Des échéances étant demeurées impayées, la société anonyme coopérative BANQUE FRANCAISE MUTUALISTE a fait assigner [M] [N] [L] devant le juge des contentieux de la protection du tribunal judiciaire de Paris, par acte de commissaire de justice en date du 5 mars 2025, en paiement des sommes suivantes, sous le bénéfice de l’exécution provisoire :
— 5.784,60 euros au titre du solde débiteur du prêt n°11042813 à la date du 29 mai 2024, augmentée des intérêts au taux contractuel de 1,97 % sur le principal de 5.467,86 euros, et au taux légal pour le surplus à compter du 29 mai 2024, ou augmentée des intérêts au taux de 1,97 % à compter de l’assignation, en application de la déchéance du terme ou de la résiliation judiciaire du contrat,
— 34.613,49 euros au titre du solde débiteur du prêt n°11076843 à la date du 29 mai 2024, augmentée des intérêts au taux contractuel de 4,90 % sur le principal de 32.233,01 euros, et au taux légal pour le surplus à compter du 29 mai 2024, ou augmentée des intérêts au taux de 4,90 % à compter de l’assignation, en application de la déchéance du terme ou de la résiliation judiciaire du contrat,
— 800 euros sur le fondement de l’article 700 du code de procédure civile, ainsi que la décision sur les dépens de l’instance.
Au soutien de sa demande, la société anonyme coopérative BANQUE FRANCAISE MUTUALISTE fait valoir que les mensualités d’emprunt n’ont pas été régulièrement payées, ce qui l’a contraint à prononcer la déchéance du terme, rendant la totalité de la dette exigible. Elle précise que la créance n’est pas forclose, le premier incident de paiement non régularisé datant du 5 décembre 2023 et indique qu’une demande tendant à bénéficier des dispositions sur le surendettement a été déposée.
A l’audience du 9 octobre 2025, la société anonyme coopérative BANQUE FRANCAISE MUTUALISTE, représentée par son conseil, a actualisé ses demandes aux sommes de 33.410,16 euros et 5.478,54 euros. La nullité, la forclusion, la déchéance du droit aux intérêts contractuels (FIPEN, notice d’assurance, FICP, vérification de la solvabilité) et légaux ont été mises dans le débat d’office. La banque a indiqué qu’aucune déchéance du droit aux intérêts n’était encourue, le dossier étant complet.

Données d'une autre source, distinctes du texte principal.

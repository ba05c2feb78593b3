use serde_json::Value;
use tracing::debug;

use crate::config::run_config::{ConfigSpec, ParamMap};

/// Expand a grid specification into the cross product of its list-valued keys.
///
/// Keys are processed in declaration order. Each list-valued key multiplies the
/// combinations built so far, so values of later keys vary fastest. Scalars are
/// copied into every combination. An empty spec expands to no configs at all.
pub fn expand(spec: &ConfigSpec) -> Vec<ParamMap> {
    if spec.is_empty() {
        return Vec::new();
    }

    let mut combinations = vec![ParamMap::new()];

    for (key, value) in spec {
        match value {
            Value::Array(candidates) => {
                let mut next = Vec::with_capacity(combinations.len() * candidates.len());
                for combination in &combinations {
                    for candidate in candidates {
                        let mut extended = combination.clone();
                        extended.insert(key.clone(), candidate.clone());
                        next.push(extended);
                    }
                }
                combinations = next;
            }
            scalar => {
                for combination in &mut combinations {
                    combination.insert(key.clone(), scalar.clone());
                }
            }
        }
    }

    debug!(keys = spec.len(), configs = combinations.len(), "expanded grid");
    combinations
}
use std::collections::HashSet;
use std::panic::{self, AssertUnwindSafe};
use std::thread;
use std::time::Duration;

use serde_json::Value;
use strsim::jaro_winkler;
use tracing::{error, info, warn};

use crate::config::{RunConfig, RunResult, RunStatus};
use crate::error::{Result, SweepError};
use crate::interface::console;
use crate::runner::interrupt::{InterruptOutcome, Interrupts};

/// Default pause after a failed run before the next one starts.
pub const DEFAULT_ERROR_COOLDOWN: Duration = Duration::from_secs(3);

/// Tags that under-performed earlier in the sweep. Only ever grows.
#[derive(Debug, Clone, Default)]
pub struct SkipSet {
    tags: HashSet<String>,
}

impl SkipSet {
    pub fn new() -> Self {
        Self::default()
    }

    pub fn insert(&mut self, tag: &str) -> bool {
        self.tags.insert(tag.to_string())
    }

    pub fn contains(&self, tag: &str) -> bool {
        self.tags.contains(tag)
    }

    pub fn len(&self) -> usize {
        self.tags.len()
    }

    pub fn is_empty(&self) -> bool {
        self.tags.is_empty()
    }
}

/// Runs one config at a time with failure isolation and early skipping.
#[derive(Debug, Clone)]
pub struct RunExecutor {
    pub prefix: String,
    pub is_training: bool,
    pub main_metric: Option<String>,
    pub skip_threshold: Option<f64>,
    pub grace: Duration,
    pub error_cooldown: Duration,
    pub interrupts: Interrupts,
}

impl RunExecutor {
    pub fn new(prefix: &str, interrupts: Interrupts) -> Self {
        Self {
            prefix: prefix.to_string(),
            is_training: true,
            main_metric: None,
            skip_threshold: None,
            grace: super::interrupt::DEFAULT_GRACE,
            error_cooldown: DEFAULT_ERROR_COOLDOWN,
            interrupts,
        }
    }

    /// Execute `config` and report its result and status.
    ///
    /// Never fails because of the run function itself: errors, panics,
    /// single interrupts and under-threshold results are all turned into a
    /// status. The only error is `SweepError::Shutdown`, returned when a second
    /// interrupt lands during the run or its grace countdown.
    ///
    /// A run interrupted once is `interrupted` only when it was cut short
    /// (returned an error or panicked). One that still returns a result is
    /// `done`.
    pub fn execute<F>(
        &self,
        func: &mut F,
        config: &RunConfig,
        skip_set: &mut SkipSet,
    ) -> Result<(RunResult, RunStatus)>
    where
        F: FnMut(bool, &RunConfig) -> anyhow::Result<RunResult>,
    {
        if skip_set.contains(&config.tag) {
            println!("{} Skip! {} is in the skip list", config.tag, config.tag);
            info!(tag = %config.tag, "skipped");
            return Ok((RunResult::new(), RunStatus::Skip));
        }

        let mark = self.interrupts.begin_run();
        let outcome = panic::catch_unwind(AssertUnwindSafe(|| func(self.is_training, config)));
        self.interrupts.end_run();

        let interrupts = self.interrupts.count_since(mark);
        if interrupts > 1 {
            console::error(&self.prefix, "Shutdown by user!");
            warn!(tag = %config.tag, interrupts, "interrupted twice during run");
            return Err(SweepError::Shutdown);
        }
        if interrupts == 1 {
            console::error(&self.prefix, "Interrupted by user!");
            if self.interrupts.grace_countdown(self.grace) == InterruptOutcome::Fatal {
                console::error(&self.prefix, "Shutdown by user!");
                return Err(SweepError::Shutdown);
            }
            // A run that finished on its own keeps its result.
            if !matches!(outcome, Ok(Ok(_))) {
                warn!(tag = %config.tag, "interrupted");
                return Ok((RunResult::new(), RunStatus::Interrupted));
            }
            info!(tag = %config.tag, "run completed despite interrupt");
        }

        let failure = match outcome {
            Ok(Ok(mut result)) => {
                result.insert("tag".to_string(), Value::from(config.tag.clone()));
                println!("{} Done!", config.tag);
                info!(tag = %config.tag, cid = config.cid, "run finished");
                self.apply_threshold(&config.tag, &result, skip_set);
                return Ok((result, RunStatus::Done));
            }
            Ok(Err(e)) => format!("{:?}", e),
            Err(payload) => panic_message(payload.as_ref()),
        };

        console::error(&self.prefix, &failure);
        console::error(
            &self.prefix,
            &format!("Running error in {}, continuing...", config.tag),
        );
        error!(tag = %config.tag, cid = config.cid, error = %failure, "run failed");
        if !self.error_cooldown.is_zero() {
            thread::sleep(self.error_cooldown);
        }
        Ok((RunResult::new(), RunStatus::Error))
    }

    fn apply_threshold(&self, tag: &str, result: &RunResult, skip_set: &mut SkipSet) {
        let (Some(metric), Some(threshold)) = (&self.main_metric, self.skip_threshold) else {
            return;
        };

        match result.get(metric).and_then(Value::as_f64) {
            Some(value) if value < threshold => {
                skip_set.insert(tag);
                println!(
                    "{} {} {}={} < {}",
                    tag,
                    ::console::style("Skip!").red(),
                    metric,
                    value,
                    threshold
                );
                warn!(tag, metric = %metric, value, threshold, "below threshold, skipping tag");
            }
            Some(_) => {}
            None => {
                let hint = closest_key(metric, result)
                    .map(|k| format!(" (did you mean '{}'?)", k))
                    .unwrap_or_default();
                warn!(tag, metric = %metric, "main metric missing from result{}", hint);
            }
        }
    }
}

/// Result key that looks like a misspelling of `metric`.
fn closest_key<'a>(metric: &str, result: &'a RunResult) -> Option<&'a str> {
    result
        .keys()
        .filter(|k| k.as_str() != "tag")
        .map(|k| (k.as_str(), jaro_winkler(&k.to_lowercase(), &metric.to_lowercase())))
        .filter(|(_, score)| *score > 0.8)
        .max_by(|a, b| a.1.partial_cmp(&b.1).unwrap_or(std::cmp::Ordering::Equal))
        .map(|(k, _)| k)
}

fn panic_message(payload: &(dyn std::any::Any + Send)) -> String {
    if let Some(s) = payload.downcast_ref::<&str>() {
        format!("panic: {}", s)
    } else if let Some(s) = payload.downcast_ref::<String>() {
        format!("panic: {}", s)
    } else {
        "panic with non-string payload".to_string()
    }
}
//! Document type descriptors
//!
//! The declaration surface for the metadata registry. Each registered type
//! supplies one [`DocumentDescriptor`]: the destination collection name, the
//! ordered field declarations (identity / version / reference / embedded),
//! and zero or more named secondary-index declarations.
//!
//! Descriptors are built explicitly through [`DescriptorBuilder`] at startup.
//! Nothing is discovered from instance data at runtime: index keys are plain
//! extractor closures registered here, and the identity/version declarations
//! are validated when the metadata registry first resolves them (a builder
//! will happily record a malformed declaration, so misconfiguration surfaces
//! as `Error::Configuration` at resolution time rather than as a panic here).

use crate::document::{Document, TypeName};
use serde_json::Value;
use std::fmt;
use std::sync::Arc;

/// Role a declared field plays for its document type
#[derive(Debug, Clone, PartialEq, Eq)]
pub enum FieldRole {
    /// The string-valued primary id of the document
    Identity,
    /// An integer-valued version counter, at most one per type
    Version,
    /// A string foreign key referencing another type's identity
    Reference(TypeName),
    /// A denormalized copy of another type's document
    Embedded(TypeName),
}

/// One declared field: its name and role
#[derive(Debug, Clone, PartialEq, Eq)]
pub struct FieldDecl {
    /// Field name as it appears in the document body
    pub name: String,
    /// The field's declared role
    pub role: FieldRole,
}

/// Extracts one index-key component from a document
///
/// Evaluated on every save against the fixed index set of a collection.
/// Absent fields should yield `Value::Null` so the key tuple keeps its arity.
pub type KeyExtractor = Arc<dyn Fn(&Document) -> Value + Send + Sync>;

/// Extractor reading a single top-level field, `Null` when absent
pub fn extract_field(name: &str) -> KeyExtractor {
    let name = name.to_string();
    Arc::new(move |doc: &Document| doc.field(&name).cloned().unwrap_or(Value::Null))
}

/// A named secondary-index declaration: an ordered list of key extractors
#[derive(Clone)]
pub struct IndexDecl {
    /// Index name, unique within the declaring type
    pub name: String,
    /// Ordered extractors; their outputs form the bucket key tuple
    pub extractors: Vec<KeyExtractor>,
}

impl IndexDecl {
    /// Declare an index with the given name and extractors
    pub fn new(name: impl Into<String>, extractors: Vec<KeyExtractor>) -> Self {
        IndexDecl {
            name: name.into(),
            extractors,
        }
    }
}

impl fmt::Debug for IndexDecl {
    fn fmt(&self, f: &mut fmt::Formatter<'_>) -> fmt::Result {
        f.debug_struct("IndexDecl")
            .field("name", &self.name)
            .field("extractors", &self.extractors.len())
            .finish()
    }
}

/// Full declaration of one document type
#[derive(Debug, Clone)]
pub struct DocumentDescriptor {
    type_name: TypeName,
    collection: String,
    fields: Vec<FieldDecl>,
    indexes: Vec<IndexDecl>,
}

impl DocumentDescriptor {
    /// Start building a descriptor for `type_name`, stored in `collection`
    pub fn builder(type_name: impl Into<TypeName>, collection: impl Into<String>) -> DescriptorBuilder {
        DescriptorBuilder {
            type_name: type_name.into(),
            collection: collection.into(),
            fields: Vec::new(),
            indexes: Vec::new(),
        }
    }

    /// The declared type name
    pub fn type_name(&self) -> &TypeName {
        &self.type_name
    }

    /// Destination collection name for documents of this type
    pub fn collection(&self) -> &str {
        &self.collection
    }

    /// All field declarations, in declaration order
    pub fn fields(&self) -> &[FieldDecl] {
        &self.fields
    }

    /// All index declarations, in declaration order
    pub fn indexes(&self) -> &[IndexDecl] {
        &self.indexes
    }

    /// Names of fields declared with the given role filter
    pub fn fields_with<'a>(
        &'a self,
        filter: impl Fn(&FieldRole) -> bool + 'a,
    ) -> impl Iterator<Item = &'a FieldDecl> {
        self.fields.iter().filter(move |f| filter(&f.role))
    }

    /// The first declared reference field targeting `source`, if any
    pub fn reference_to(&self, source: &TypeName) -> Option<&str> {
        self.fields
            .iter()
            .find(|f| matches!(&f.role, FieldRole::Reference(t) if t == source))
            .map(|f| f.name.as_str())
    }
}

/// Builder for [`DocumentDescriptor`]
#[derive(Debug)]
pub struct DescriptorBuilder {
    type_name: TypeName,
    collection: String,
    fields: Vec<FieldDecl>,
    indexes: Vec<IndexDecl>,
}

impl DescriptorBuilder {
    /// Declare the identity field
    pub fn identity(mut self, name: impl Into<String>) -> Self {
        self.fields.push(FieldDecl {
            name: name.into(),
            role: FieldRole::Identity,
        });
        self
    }

    /// Declare the version field
    pub fn version(mut self, name: impl Into<String>) -> Self {
        self.fields.push(FieldDecl {
            name: name.into(),
            role: FieldRole::Version,
        });
        self
    }

    /// Declare a reference field (string foreign key) targeting `target`
    pub fn reference(mut self, name: impl Into<String>, target: impl Into<TypeName>) -> Self {
        self.fields.push(FieldDecl {
            name: name.into(),
            role: FieldRole::Reference(target.into()),
        });
        self
    }

    /// Declare a field holding a denormalized copy of `source`
    pub fn embeds(mut self, name: impl Into<String>, source: impl Into<TypeName>) -> Self {
        self.fields.push(FieldDecl {
            name: name.into(),
            role: FieldRole::Embedded(source.into()),
        });
        self
    }

    /// Declare a named index over the given extractors
    pub fn index(mut self, name: impl Into<String>, extractors: Vec<KeyExtractor>) -> Self {
        self.indexes.push(IndexDecl::new(name, extractors));
        self
    }

    /// Finish the descriptor
    pub fn build(self) -> DocumentDescriptor {
        DocumentDescriptor {
            type_name: self.type_name,
            collection: self.collection,
            fields: self.fields,
            indexes: self.indexes,
        }
    }
}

[M] [N] [L] n’a pas comparu, bien que régulièrement cité à étude.
Conformément à l’article 473 du code de procédure civile, il sera statué par jugement réputé contradictoire.
La décision a été mise en délibéré par mise à disposition au greffe au 10 décembre 2025.
MOTIFS DE LA DECISION
Selon l’article 472 du code de procédure civile, lorsque le défendeur ne comparaît pas, il est néanmoins statué sur le fond, le juge ne fait droit à la demande que s’il l’estime régulière, recevable et bien fondée.
Sur les demandes en paiement
Le présent litige est relatif à un crédit soumis aux dispositions de la loi n°2010-737 du 1er juillet 2010 de sorte qu’il sera fait application des articles du code de la consommation dans leur rédaction en vigueur après le 1er mai 2011 et leur numérotation postérieure à l’ordonnance n°2016-301 du 14 mars 2016 et au décret n°2016-884 du 29 juin 2016.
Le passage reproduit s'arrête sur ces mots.